An exact copy of the listing is what is needed; please output it in full.
───
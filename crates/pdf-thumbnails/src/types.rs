use pdf_pages::{PagesError, SourceFile};
use std::sync::Arc;
use std::time::{Duration, SystemTime};
use thiserror::Error;

#[derive(Error, Debug)]
pub enum ThumbnailError {
    /// Rendering kept failing after every retry
    #[error("Failed to render {name} after {attempts} attempts: {message}")]
    Render {
        name: String,
        attempts: u32,
        message: String,
    },
    #[error("Image error: {0}")]
    Image(#[from] image::ImageError),
    #[error("PDF error: {0}")]
    Pages(#[from] PagesError),
    #[error("Task join error: {0}")]
    TaskJoin(#[from] tokio::task::JoinError),
}

pub type Result<T> = std::result::Result<T, ThumbnailError>;

/// A first-page preview
#[derive(Debug, Clone, PartialEq)]
pub struct Thumbnail {
    pub width: u32,
    pub height: u32,
    pub page_count: usize,
    /// JPEG bytes, shared between the cache and its readers
    pub jpeg: Arc<Vec<u8>>,
}

/// Cache identity: the file as the user supplied it plus the requested size
#[derive(Debug, Clone, PartialEq, Eq, Hash)]
pub struct ThumbnailKey {
    pub name: String,
    pub size: usize,
    pub last_modified: Option<SystemTime>,
    pub max_size: u32,
}

impl ThumbnailKey {
    pub fn new(file: &SourceFile, max_size: u32) -> Self {
        Self {
            name: file.name.clone(),
            size: file.size(),
            last_modified: file.last_modified,
            max_size,
        }
    }
}

/// Attempt bound and linear backoff between attempts
#[derive(Debug, Clone, Copy, PartialEq, Eq)]
pub struct RetryPolicy {
    pub max_attempts: u32,
    /// Delay after attempt `n` is `n * base_delay`
    pub base_delay: Duration,
}

impl Default for RetryPolicy {
    fn default() -> Self {
        Self {
            max_attempts: 3,
            base_delay: Duration::from_millis(100),
        }
    }
}

impl RetryPolicy {
    pub fn delay_after(&self, attempt: u32) -> Duration {
        self.base_delay * attempt
    }
}

/// Preview sizes offered by the file list
#[derive(Debug, Clone, Copy, PartialEq, Eq, Default)]
pub enum ThumbnailSize {
    Small,
    #[default]
    Medium,
    Large,
}

impl ThumbnailSize {
    pub fn pixels(self) -> u32 {
        match self {
            ThumbnailSize::Small => 120,
            ThumbnailSize::Medium => 180,
            ThumbnailSize::Large => 240,
        }
    }
}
───
Problem solution ->
filename crates/pdf-thumbnails/src/types.rs
use pdf_pages::{PagesError, SourceFile};
use std::sync::Arc;
use std::time::{Duration, SystemTime};
use thiserror::Error;

#[derive(Error, Debug)]
pub enum ThumbnailError {
    /// Rendering kept failing after every retry
    #[error("Failed to render {name} after {attempts} attempts: {message}")]
    Render {
        name: String,
        attempts: u32,
        message: String,
    },
    #[error("Image error: {0}")]
    Image(#[from] image::ImageError),
    #[error("PDF error: {0}")]
    Pages(#[from] PagesError),
    #[error("Task join error: {0}")]
    TaskJoin(#[from] tokio::task::JoinError),
}

pub type Result<T> = std::result::Result<T, ThumbnailError>;

/// A first-page preview
#[derive(Debug, Clone, PartialEq)]
pub struct Thumbnail {
    pub width: u32,
    pub height: u32,
    pub page_count: usize,
    /// JPEG bytes, shared between the cache and its readers
    pub jpeg: Arc<Vec<u8>>,
}

/// Cache identity: the file as the user supplied it plus the requested size
#[derive(Debug, Clone, PartialEq, Eq, Hash)]
pub struct ThumbnailKey {
    pub name: String,
    pub size: usize,
    pub last_modified: Option<SystemTime>,
    pub max_size: u32,
}

impl ThumbnailKey {
    pub fn new(file: &SourceFile, max_size: u32) -> Self {
        Self {
            name: file.name.clone(),
            size: file.size(),
            last_modified: file.last_modified,
            max_size,
        }
    }
}

/// Attempt bound and linear backoff between attempts
#[derive(Debug, Clone, Copy, PartialEq, Eq)]
pub struct RetryPolicy {
    pub max_attempts: u32,
    /// Delay after attempt `n` is `n * base_delay`
    pub base_delay: Duration,
}

impl Default for RetryPolicy {
    fn default() -> Self {
        Self {
            max_attempts: 3,
            base_delay: Duration::from_millis(100),
        }
    }
}

impl RetryPolicy {
    pub fn delay_after(&self, attempt: u32) -> Duration {
        self.base_delay * attempt
    }
}

/// Preview sizes offered by the file list
#[derive(Debug, Clone, Copy, PartialEq, Eq, Default)]
pub enum ThumbnailSize {
    Small,
    #[default]
    Medium,
    Large,
}

impl ThumbnailSize {
    pub fn pixels(self) -> u32 {
        match self {
            ThumbnailSize::Small => 120,
            ThumbnailSize::Medium => 180,
            ThumbnailSize::Large => 240,
        }
    }
}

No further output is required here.